Stop after the line containing "use parking_lot::Mutex;"; retype every line of the data before it exactly, starting from the first.

◆ Data for this exercise
.....

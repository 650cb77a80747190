//! Disk-persisted credential cache keyed by profile.
//!
//! The cache wraps another [`CredentialsProvider`]. Every retrieval first
//! looks for `<cache_root>/credentials/aws-profile-<profile>.json`; a
//! non-expired entry is returned without touching the wrapped provider.
//! Otherwise the wrapped provider is called and, if it performed an
//! assumed-role exchange, its credentials are written back to the cache.
//!
//! There is no locking across processes: two invocations sharing a profile
//! can both miss and both write. The last write wins.

use super::{CredentialsProvider, Credentials};
use crate::{Result, config::CacheConfig, error::SyncError};
use async_trait::async_trait;
use chrono::{DateTime, Utc};
use parking_lot::Mutex;
use serde::{Deserialize, Serialize};
use std::path::{Path, PathBuf};
use std::time::Duration;
use tokio::io::AsyncWriteExt;
use tracing::{debug, warn};

/// Credentials together with the instant they stop being usable.
///
/// Usable iff `now < expiration`.
#[derive(Debug, Clone, PartialEq, Eq, Serialize, Deserialize)]
pub struct CachedCredential {
    #[serde(flatten)]
    pub credentials: Credentials,
    #[serde(rename = "Expiration")]
    pub expiration: DateTime<Utc>,
}

impl CachedCredential {
    /// Stamps `credentials` with an expiration `lifetime` after `issued_at`.
    ///
    /// # Errors
    /// Returns a configuration error if the expiration is not representable.
    pub fn issue(
        credentials: Credentials,
        issued_at: DateTime<Utc>,
        lifetime: Duration,
    ) -> Result<Self> {
        let expiration = chrono::Duration::from_std(lifetime)
            .ok()
            .and_then(|lifetime| issued_at.checked_add_signed(lifetime))
            .ok_or_else(|| {
                SyncError::configuration(format!(
                    "Session duration of {}s overflows the expiration timestamp",
                    lifetime.as_secs()
                ))
            })?;

        Ok(Self {
            credentials,
            expiration,
        })
    }

    pub fn is_expired(&self) -> bool {
        self.is_expired_at(Utc::now())
    }

    pub fn is_expired_at(&self, now: DateTime<Utc>) -> bool {
        now >= self.expiration
    }

    /// Reads a cached credential file.
    ///
    /// # Errors
    /// Returns an I/O error if the file cannot be read, or a cache-read error
    /// if it does not hold a cached credential.
    pub async fn read_from(path: &Path) -> Result<Self> {
        let content = tokio::fs::read(path)
            .await
            .map_err(|e| SyncError::io(format!("Failed to read {}", path.display()), e))?;

        serde_json::from_slice(&content).map_err(|e| SyncError::CacheRead {
            path: path.to_path_buf(),
            source: e,
        })
    }

    /// Writes this credential to `path`, readable and writable by the owner only.
    ///
    /// # Errors
    /// Returns a serialization or I/O error if the file cannot be written.
    pub async fn write_to(&self, path: &Path) -> Result<()> {
        let content = serde_json::to_vec(self).map_err(|e| SyncError::Serialization {
            context: "Failed to serialize cached credentials".to_string(),
            source: e,
        })?;
        let write_error =
            |e: std::io::Error| SyncError::io(format!("Failed to write {}", path.display()), e);

        let mut options = tokio::fs::OpenOptions::new();
        options.write(true).create(true).truncate(true);
        #[cfg(unix)]
        options.mode(0o600);

        let mut file = options.open(path).await.map_err(write_error)?;
        file.write_all(&content).await.map_err(write_error)?;
        file.flush().await.map_err(write_error)?;

        // mode() only applies on creation; tighten a pre-existing file too
        #[cfg(unix)]
        {
            use std::os::unix::fs::PermissionsExt;
            tokio::fs::set_permissions(path, std::fs::Permissions::from_mode(0o600))
                .await
                .map_err(write_error)?;
        }

        Ok(())
    }
}

/// Creates the credentials directory with owner-only permissions.
async fn create_credentials_dir(dir: &Path) -> Result<()> {
    let mut builder = tokio::fs::DirBuilder::new();
    builder.recursive(true);
    #[cfg(unix)]
    builder.mode(0o700);

    builder
        .create(dir)
        .await
        .map_err(|e| SyncError::io(format!("Failed to create {}", dir.display()), e))
}

/// [`CredentialsProvider`] that memoizes assumed-role credentials on disk.
///
/// # Example
///
/// ```rust,no_run
/// use cloudsync_core::config::CacheConfig;
/// use cloudsync_core::credentials::{
///     CachingCredentialsProvider, CredentialOrigin, CredentialsProvider, StaticProvider,
/// };
///
/// # async fn example() -> cloudsync_core::Result<()> {
/// let inner = StaticProvider::new("AKIDEXAMPLE", "secret", CredentialOrigin::Static);
/// let config = CacheConfig::new("dev").with_cache_root("/home/me/.cloudsync");
/// let provider = CachingCredentialsProvider::new(inner, config)?;
///
/// let creds = provider.retrieve().await?;
/// # Ok(())
/// # }
/// ```
pub struct CachingCredentialsProvider<P> {
    inner: P,
    config: CacheConfig,
    current: Mutex<Option<CachedCredential>>,
}

impl<P: CredentialsProvider> CachingCredentialsProvider<P> {
    /// Wraps `inner` with the cache described by `config`.
    ///
    /// # Errors
    /// Returns a configuration error if `config` does not validate.
    pub fn new(inner: P, config: CacheConfig) -> Result<Self> {
        config.validate()?;
        Ok(Self {
            inner,
            config,
            current: Mutex::new(None),
        })
    }

    /// Cache file for this profile, or `None` when caching is disabled.
    pub fn cache_path(&self) -> Option<PathBuf> {
        self.config.cache_file()
    }

    /// Loads the cache file, treating anything unusable as a miss.
    async fn load_cached(&self, path: &Path) -> Option<CachedCredential> {
        match CachedCredential::read_from(path).await {
            Ok(cached) => {
                debug!("loading credentials from '{}'", path.display());
                Some(cached)
            }
            Err(SyncError::Io { source, .. }) if source.kind() == std::io::ErrorKind::NotFound => {
                None
            }
            Err(e) => {
                warn!("Ignoring unusable credential cache: {}", e);
                None
            }
        }
    }

    /// Persists freshly issued assumed-role credentials.
    async fn store(&self, path: &Path, credentials: &Credentials) {
        let cached = match CachedCredential::issue(
            credentials.clone(),
            Utc::now(),
            self.config.session_duration,
        ) {
            Ok(cached) => cached,
            Err(e) => {
                warn!("Not caching credentials: {}", e);
                *self.current.lock() = None;
                return;
            }
        };

        match cached.write_to(path).await {
            Ok(()) => debug!("credentials cached in '{}'", path.display()),
            Err(e) => warn!("Failed to cache credentials: {}", e),
        }
        *self.current.lock() = Some(cached);
    }
}

#[async_trait]
impl<P: CredentialsProvider> CredentialsProvider for CachingCredentialsProvider<P> {
    async fn retrieve(&self) -> Result<Credentials> {
        let (Some(dir), Some(path)) = (self.config.credentials_dir(), self.config.cache_file())
        else {
            return self.inner.retrieve().await;
        };

        if let Err(e) = create_credentials_dir(&dir).await {
            warn!("{}", e);
        }

        if let Some(cached) = self.load_cached(&path).await {
            if !cached.is_expired() {
                let credentials = cached.credentials.clone();
                *self.current.lock() = Some(cached);
                return Ok(credentials);
            }
            debug!("cached credentials for profile '{}' expired", self.config.profile);
        }

        debug!("no valid cached credentials, getting new credentials");
        let credentials = self.inner.retrieve().await?;

        if credentials.origin().is_cacheable() {
            self.store(&path, &credentials).await;
        } else {
            *self.current.lock() = None;
        }

        Ok(credentials)
    }

    fn is_expired(&self) -> bool {
        match &*self.current.lock() {
            Some(cached) => cached.is_expired(),
            None => self.inner.is_expired(),
        }
    }
}

#[cfg(test)]
mod tests {
    use super::*;
    use crate::credentials::CredentialOrigin;

    fn assumed_role() -> Credentials {
        Credentials::new(
            "ASIAEXAMPLE",
            "secret",
            Some("token".to_string()),
            CredentialOrigin::AssumeRole,
        )
    }

    #[test]
    fn test_issue_sets_expiration() {
        let issued_at = Utc::now();
        let cached =
            CachedCredential::issue(assumed_role(), issued_at, Duration::from_secs(900)).unwrap();

        assert_eq!(cached.expiration, issued_at + chrono::Duration::minutes(15));
        assert!(!cached.is_expired_at(issued_at));
        assert!(cached.is_expired_at(cached.expiration));
        assert!(cached.is_expired_at(issued_at + chrono::Duration::minutes(16)));
    }

    #[test]
    fn test_issue_rejects_overflow() {
        let result = CachedCredential::issue(assumed_role(), Utc::now(), Duration::MAX);
        assert!(matches!(result, Err(SyncError::Configuration { .. })));
    }

    #[test]
    fn test_cache_file_format() {
        let cached = CachedCredential {
            credentials: assumed_role(),
            expiration: "2030-01-02T03:04:05Z".parse().unwrap(),
        };
        let value = serde_json::to_value(&cached).unwrap();

        assert_eq!(value["AccessKeyID"], "ASIAEXAMPLE");
        assert_eq!(value["SessionToken"], "token");
        assert_eq!(value["ProviderName"], "AssumeRoleProvider");
        assert_eq!(value["Expiration"], "2030-01-02T03:04:05Z");
    }

    #[test]
    fn test_reads_nanosecond_timestamps() {
        let json = r#"{
            "AccessKeyID": "ASIAEXAMPLE",
            "SecretAccessKey": "secret",
            "SessionToken": "token",
            "ProviderName": "AssumeRoleProvider",
            "Expiration": "2030-01-02T03:04:05.123456789Z"
        }"#;
        let cached: CachedCredential = serde_json::from_str(json).unwrap();
        assert_eq!(cached.credentials.origin(), CredentialOrigin::AssumeRole);
        assert!(!cached.is_expired_at("2030-01-02T03:04:05Z".parse().unwrap()));
    }

    #[tokio::test]
    async fn test_cache_write_read_round_trip() {
        let dir = tempfile::tempdir().unwrap();
        let path = dir.path().join("aws-profile-dev.json");
        let cached =
            CachedCredential::issue(assumed_role(), Utc::now(), Duration::from_secs(900)).unwrap();

        cached.write_to(&path).await.unwrap();
        let loaded = CachedCredential::read_from(&path).await.unwrap();

        assert_eq!(loaded, cached);
        assert_eq!(loaded.is_expired(), cached.is_expired());
    }

    #[cfg(unix)]
    #[tokio::test]
    async fn test_cache_file_permissions() {
        use std::os::unix::fs::PermissionsExt;

        let dir = tempfile::tempdir().unwrap();
        let creds_dir = dir.path().join("credentials");
        create_credentials_dir(&creds_dir).await.unwrap();
        let dir_mode = std::fs::metadata(&creds_dir).unwrap().permissions().mode();
        assert_eq!(dir_mode & 0o777, 0o700);

        let path = creds_dir.join("aws-profile-dev.json");
        std::fs::write(&path, "{}").unwrap();
        std::fs::set_permissions(&path, std::fs::Permissions::from_mode(0o644)).unwrap();

        let cached =
            CachedCredential::issue(assumed_role(), Utc::now(), Duration::from_secs(900)).unwrap();
        cached.write_to(&path).await.unwrap();

        let file_mode = std::fs::metadata(&path).unwrap().permissions().mode();
        assert_eq!(file_mode & 0o777, 0o600);
    }

    #[tokio::test]
    async fn test_read_garbage_is_cache_read_error() {
        let dir = tempfile::tempdir().unwrap();
        let path = dir.path().join("aws-profile-dev.json");
        std::fs::write(&path, "not json").unwrap();

        let err = CachedCredential::read_from(&path).await.unwrap_err();
        assert!(matches!(err, SyncError::CacheRead { .. }));
    }
}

.....

◆ Task output
repository 650cb77a80747190
//! Disk-persisted credential cache keyed by profile.
//!
//! The cache wraps another [`CredentialsProvider`]. Every retrieval first
//! looks for `<cache_root>/credentials/aws-profile-<profile>.json`; a
//! non-expired entry is returned without touching the wrapped provider.
//! Otherwise the wrapped provider is called and, if it performed an
//! assumed-role exchange, its credentials are written back to the cache.
//!
//! There is no locking across processes: two invocations sharing a profile
//! can both miss and both write. The last write wins.

use super::{CredentialsProvider, Credentials};
use crate::{Result, config::CacheConfig, error::SyncError};
use async_trait::async_trait;
use chrono::{DateTime, Utc};
use parking_lot::Mutex;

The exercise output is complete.